To improve law enforcement’s ability to investigate crimes involving mobile devices, the Secret Service opened the Cell Phone Forensic Facility at the University of Tulsa in 2008. This facility has a three-pronged mission: (1) training federal, state and local law enforcement agents in embedded device forensics; (2) developing novel hardware and software solutions for extracting and analyzing digital evidence from embedded devices; and (3) applying the hardware and software solutions to support criminal investigations conducted by the Secret Service and its partner agencies. To date, investigators trained at the Cell Phone Forensic Facility have completed more than 6,500 examinations on cell phone and embedded devices nationwide. Secret Service agents assigned to the Tulsa facility have contributed to over 300 complex cases that have required the development of sophisticated techniques and tools to extract critical evidence.

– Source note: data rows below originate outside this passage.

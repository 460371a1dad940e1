//! JSON output formatting

use std::io;

use crate::tree::Node;

/// Serialize a tree as pretty-printed JSON.
pub fn to_json(node: &Node) -> serde_json::Result<String> {
    serde_json::to_string_pretty(node)
}

/// Print tree node as pretty-printed JSON to stdout.
pub fn print_json(node: &Node) -> io::Result<()> {
    let json = to_json(node).map_err(io::Error::other)?;
    println!("{}", json);
    Ok(())
}

#[cfg(test)]
mod tests {
    use super::*;

    #[test]
    fn test_json_output_is_valid_and_parseable() {
        let tree = Node::dir("R", vec![Node::file("a.txt"), Node::dir("B", vec![])]);
        let json = to_json(&tree).unwrap();

        let parsed: serde_json::Value = serde_json::from_str(&json).unwrap();
        assert_eq!(parsed["name"], "R");
        assert_eq!(parsed["children"].as_array().unwrap().len(), 2);
        assert_eq!(parsed["children"][1]["type"], "dir");
        assert_eq!(parsed["children"][1]["children"], serde_json::json!([]));
    }
}
//! Output configuration types

/// Line layout used when rendering a tree.
#[derive(Debug, Clone, Copy, Default, PartialEq, Eq)]
pub enum RenderStyle {
    /// Three spaces per level, `+-- ` before directories and `|-- ` before
    /// files, including the root.
    #[default]
    Indent,
    /// `tree(1)` look: bare root, `├── `/`└── ` connectors and `│` guides.
    Guides,
}

/// Configuration for output formatting.
#[derive(Debug, Clone, Default)]
pub struct RenderConfig {
    pub style: RenderStyle,
    /// Append a blank line and an "N directories, M files" footer.
    pub summary: bool,
}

These collaborations with academia, among others, have produced valuable innovations that have helped strengthen the cyber ecosystem and improved law enforcement’s ability to investigate cyber crime. The Secret Service will continue to partner closely with academia and DHS S&T, particularly the Cyber Forensics Working Group, to support research and development of innovate tools and methods to support criminal investigations.

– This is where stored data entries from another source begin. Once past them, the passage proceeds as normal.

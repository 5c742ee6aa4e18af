//! Optional verdict animations.
//!
//! Animations are cosmetic Lottie JSON documents fetched once at startup. A
//! failed fetch yields `None` and the verdict is shown without one.

use serde_json::Value;
use std::time::Duration;

use crate::category::WasteCategory;

pub const BIODEGRADABLE_ANIMATION_URL: &str =
    "https://lottie.host/5a706692-2346-4444-93e5-827299042220/M4lq4iUkwP.json";
pub const NON_BIODEGRADABLE_ANIMATION_URL: &str =
    "https://lottie.host/96230f81-5d97-4089-9e8c-572776c94412/1vVw9bB9tV.json";

/// Fetches an animation document; `None` means "no data".
pub trait AnimationSource {
    fn fetch(&self, url: &str) -> Option<Value>;
}

/// Source that never returns anything (offline runs, tests).
#[derive(Clone, Copy, Debug, Default)]
pub struct NoAnimations;

impl AnimationSource for NoAnimations {
    fn fetch(&self, _url: &str) -> Option<Value> {
        None
    }
}

/// HTTP GET source. Non-200 responses, network errors and invalid JSON all map to `None`.
pub struct HttpAnimationSource {
    #[cfg(feature = "remote-animations")]
    agent: ureq::Agent,
}

impl HttpAnimationSource {
    #[cfg(feature = "remote-animations")]
    pub fn new(timeout: Duration) -> Self {
        Self {
            agent: ureq::AgentBuilder::new().timeout(timeout).build(),
        }
    }

    #[cfg(not(feature = "remote-animations"))]
    pub fn new(_timeout: Duration) -> Self {
        Self {}
    }
}

impl Default for HttpAnimationSource {
    fn default() -> Self {
        Self::new(Duration::from_secs(5))
    }
}

impl AnimationSource for HttpAnimationSource {
    #[cfg(feature = "remote-animations")]
    fn fetch(&self, url: &str) -> Option<Value> {
        let response = match self.agent.get(url).call() {
            Ok(response) => response,
            Err(err) => {
                log::debug!("animation fetch {} failed: {}", url, err);
                return None;
            }
        };
        if response.status() != 200 {
            log::debug!("animation fetch {} returned {}", url, response.status());
            return None;
        }
        match response.into_json::<Value>() {
            Ok(value) => Some(value),
            Err(err) => {
                log::debug!("animation {} is not JSON: {}", url, err);
                None
            }
        }
    }

    #[cfg(not(feature = "remote-animations"))]
    fn fetch(&self, url: &str) -> Option<Value> {
        log::debug!("remote-animations disabled; skipping {}", url);
        None
    }
}

/// Animations for each verdict kind, loaded once.
#[derive(Clone, Debug, Default)]
pub struct AnimationSet {
    biodegradable: Option<Value>,
    non_biodegradable: Option<Value>,
}

impl AnimationSet {
    pub fn load(
        source: &dyn AnimationSource,
        biodegradable_url: &str,
        non_biodegradable_url: &str,
    ) -> Self {
        Self {
            biodegradable: source.fetch(biodegradable_url),
            non_biodegradable: source.fetch(non_biodegradable_url),
        }
    }

    pub fn empty() -> Self {
        Self::default()
    }

    /// Unknown items share the non-biodegradable animation.
    pub fn for_category(&self, category: WasteCategory) -> Option<&Value> {
        if category.is_biodegradable() {
            self.biodegradable.as_ref()
        } else {
            self.non_biodegradable.as_ref()
        }
    }
}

Legislative Action to Combat Data Breaches

While there is no single solution to prevent data breaches of U.S. customer information, legislative action could help to improve the Nation’s cybersecurity, reduce regulatory costs on U.S. companies, and strengthen law enforcement’s ability to conduct effective investigations. The Administration previously proposed law enforcement provisions related to computer security through a letter from OMB Director Lew to Congress on May 12, 2011, highlighting the importance of additional tools to combat emerging criminal practices. We continue to support changes like these that will keep pace with rapidly-evolving use of information technology and associated cybersecurity risks.

Conclusion

The Secret Service is committed to safeguarding the Nation’s financial payment systems by investigating and dismantling criminal organizations involved in cyber crime. Responding to the growth in these types of crimes and the level of sophistication these criminals employ requires significant resources and greater collaboration among law enforcement and its public and private sector partners. Accordingly, the Secret Service dedicates significant resources to improving investigative techniques, providing training for law enforcement partners, and raising public awareness. The Secret Service will continue to be innovative in its approach to cyber crime and cyber security and is pleased that the Subcommittee recognizes the magnitude of these issues, the evolving nature of these crimes, and the importance of academic institutions, like Drexel University, in addressing these issues.